If you followed German public TV/radio....up to the mid-1980s....TV and radio services basically ended around midnight. The general idea was that no one was around to listen or watch.
Then at some point when private commercial TV arrived....management began to realize that a whole segment of Germans were insomniacs (up past midnight). Based on a study from seven years ago, the experts think that 20-percent of Germans have issues falling asleep and are having sleep issues.
So I noticed this morning....ARD is pulling up some changes, and they are adding another unique feature to after-midnight programing (it won't be just movies or documentary pieces). It'll what you'd call news-talk-radio....coming on at 10 PM and running 'live' until 6 AM....seven days a week.
The plan? It'll be run out of NDR (north Germany public TV network). Content? News and background info....with some chatter along the way.
The key element of this....if you look through the story....they are tying podcasts into the bulk of this, and it's coming from public TV/radio news people. It's simply woven into the entire product itself.

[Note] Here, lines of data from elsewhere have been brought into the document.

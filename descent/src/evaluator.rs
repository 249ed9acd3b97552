use crate::arith::Value;
use crate::cursor::{Cursor, CursorStats};
use crate::error::EvalError;
use crate::grammar::Grammar;
use std::io::Read;

/// Tunables for a single evaluation.
#[derive(Debug, Clone, Copy, PartialEq, Eq)]
pub struct EvalConfig {
    /// Deepest permitted nesting of parentheses (and of exponents, for
    /// grammars that recurse on them).
    pub max_depth: usize,
}

impl EvalConfig {
    pub const DEFAULT_MAX_DEPTH: usize = 256;
}

impl Default for EvalConfig {
    fn default() -> Self {
        Self {
            max_depth: Self::DEFAULT_MAX_DEPTH,
        }
    }
}

/// Couples a [`Cursor`] over one input with a [`Grammar`] strategy.
///
/// An evaluator is single-use: [`evaluate`](Self::evaluate) takes `self`,
/// so each expression gets a fresh instance.
///
/// # Example
///
/// ```rust
/// # use descent::{Cursor, EvalError, Evaluator, Grammar, Value};
/// # use std::io::Read;
/// // A grammar whose expressions are single terms.
/// #[derive(Default)]
/// struct Terms;
///
/// impl Grammar for Terms {
///     const NAME: &'static str = "terms";
///     fn expr<R: Read>(&self, cursor: &mut Cursor<R>) -> Result<Value, EvalError> {
///         self.factor(cursor)
///     }
///     fn factor<R: Read>(&self, cursor: &mut Cursor<R>) -> Result<Value, EvalError> {
///         self.term(cursor)
///     }
/// }
///
/// let evaluator: Evaluator<_, Terms> = Evaluator::try_new("((42))\n".as_bytes()).unwrap();
/// assert_eq!(evaluator.evaluate().unwrap(), 42);
/// ```
#[derive(Debug)]
pub struct Evaluator<R, G> {
    cursor: Cursor<R>,
    grammar: G,
}

impl<R, G> Evaluator<R, G>
where
    R: Read,
    G: Grammar,
{
    /// Creates an evaluator with the default grammar instance and config.
    pub fn try_new(input: R) -> Result<Self, EvalError>
    where
        G: Default,
    {
        Self::with_config(input, G::default(), EvalConfig::default())
    }

    /// Creates an evaluator and primes the lookahead from `input`.
    pub fn with_config(input: R, grammar: G, config: EvalConfig) -> Result<Self, EvalError> {
        let cursor = Cursor::try_new(input, config.max_depth)?;
        Ok(Self { cursor, grammar })
    }

    pub fn stats(&self) -> CursorStats {
        self.cursor.stats()
    }

    /// Evaluates one expression, which must run to end of input or newline.
    pub fn evaluate(self) -> Result<Value, EvalError> {
        self.evaluate_with_stats().map(|(value, _)| value)
    }

    /// Like [`evaluate`](Self::evaluate), also returning cursor statistics.
    pub fn evaluate_with_stats(mut self) -> Result<(Value, CursorStats), EvalError> {
        let value = self.grammar.expr(&mut self.cursor)?;
        self.cursor.expect_end()?;
        let stats = self.cursor.stats();
        log::debug!("{}: value {}, {:?}", G::NAME, value, stats);
        Ok((value, stats))
    }
}
//! # descent-calc
//!
//! Two integer expression evaluators built on **descent**. Both read a byte
//! stream up to the first newline (or end of input), accept non-negative
//! decimal literals, `+`, `-`, parentheses and exponentiation, and compute
//! the result while parsing.
//!
//! They differ only in how exponentiation is written and grouped:
//!
//! | grammar      | operator | right operand      | `2*3+1` | `2**3+1` |
//! |--------------|----------|--------------------|---------|----------|
//! | [`Standard`] | `**`     | a term             | error   | 9        |
//! | [`Ternary`]  | `*`      | the rest of `expr` | 16      | error    |
//!
//! ## Example
//!
//! ```rust
//! use descent_calc::{StandardEvaluator, TernaryEvaluator};
//!
//! let standard = StandardEvaluator::try_new("2**3**2".as_bytes()).unwrap();
//! assert_eq!(standard.evaluate().unwrap(), 512);
//!
//! let ternary = TernaryEvaluator::try_new("(2*3)+1".as_bytes()).unwrap();
//! assert_eq!(ternary.evaluate().unwrap(), 9);
//! ```
//!
//! Whitespace is not part of either language; `1 + 2` is a syntax error.
//!
//! ## Modules
//!
//! - [`standard`] — the `**` grammar
//! - [`ternary`] — the single-`*` grammar
//! - [`kind`] — [`GrammarKind`], choosing a grammar at runtime
//! - [`lines`] — [`evaluate_lines`], one expression per input line

pub mod kind;
pub mod lines;
pub mod standard;
pub mod ternary;

pub use descent::{EvalConfig, EvalError, Value};
pub use kind::{GrammarKind, ParseGrammarKindError};
pub use lines::evaluate_lines;
pub use standard::{Standard, StandardEvaluator};
pub use ternary::{Ternary, TernaryEvaluator};
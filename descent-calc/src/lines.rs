//! Line-at-a-time evaluation of a whole input stream.

use crate::GrammarKind;
use descent::EvalConfig;
use std::io::{self, BufRead, Write};

/// Evaluates every non-empty line of `input` with a fresh evaluator.
///
/// Lines are split on `\n` only and passed on as raw bytes, so a `\r` or a
/// non-UTF-8 byte is reported as a syntax error on its line like any other
/// symbol outside the alphabet. Values go to `out`, failures to `err` as
/// `line N: <error>`. Returns the number of failed lines; only read or
/// write errors on the streams themselves abort the run.
pub fn evaluate_lines<B, O, E>(
    grammar: GrammarKind,
    config: EvalConfig,
    input: B,
    mut out: O,
    mut err: E,
) -> io::Result<usize>
where
    B: BufRead,
    O: Write,
    E: Write,
{
    let mut failed = 0;
    for (index, line) in input.split(b'\n').enumerate() {
        let line = line?;
        if line.is_empty() {
            continue;
        }
        match grammar.evaluate(line.as_slice(), config) {
            Ok(value) => writeln!(out, "{value}")?,
            Err(e) => {
                failed += 1;
                log::debug!("line {} failed: {:?}", index + 1, e);
                writeln!(err, "line {}: {}", index + 1, e)?;
            }
        }
    }
    Ok(failed)
}
//! # descent
//!
//! Single-pass, syntax-directed expression evaluation over a byte stream.
//!
//! The crate provides the pieces every recursive-descent evaluator in this
//! workspace shares:
//!
//! - [`cursor`] — a [`Cursor`] holding exactly one lookahead [`Symbol`],
//!   the symbol predicates, and the nesting guard;
//! - [`grammar`] — the [`Grammar`] strategy trait with the shared `term`
//!   and number productions;
//! - [`evaluator`] — [`Evaluator`], which drives a grammar over a cursor
//!   once and checks that the whole input was used;
//! - [`arith`] — checked integer arithmetic, including exact powers;
//! - [`error`] — [`EvalError`], [`SyntaxError`] and source [`Position`]s.
//!
//! Concrete grammars live in `descent-calc`.

pub mod arith;
pub mod cursor;
pub mod error;
pub mod evaluator;
pub mod grammar;

pub use arith::{ArithError, Op, Value};
pub use cursor::{Cursor, CursorStats, Symbol};
pub use error::{EvalError, Expected, Position, SyntaxError};
pub use evaluator::{EvalConfig, Evaluator};
pub use grammar::{Grammar, number};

Two shifts? First guy signs on at 10 PM and will be there four hours. Fresh new guy shows up at 2 AM and goes the rest of the way.
An audience for them? That's the primary question. I might agree from 10 PM to 2 AM....there's probably a quarter-million Germans who might listen into this programming situation. Around 4 AM....a fair number of Germans might be getting up and getting ready for a long ride into work....catching some parts of the news programming.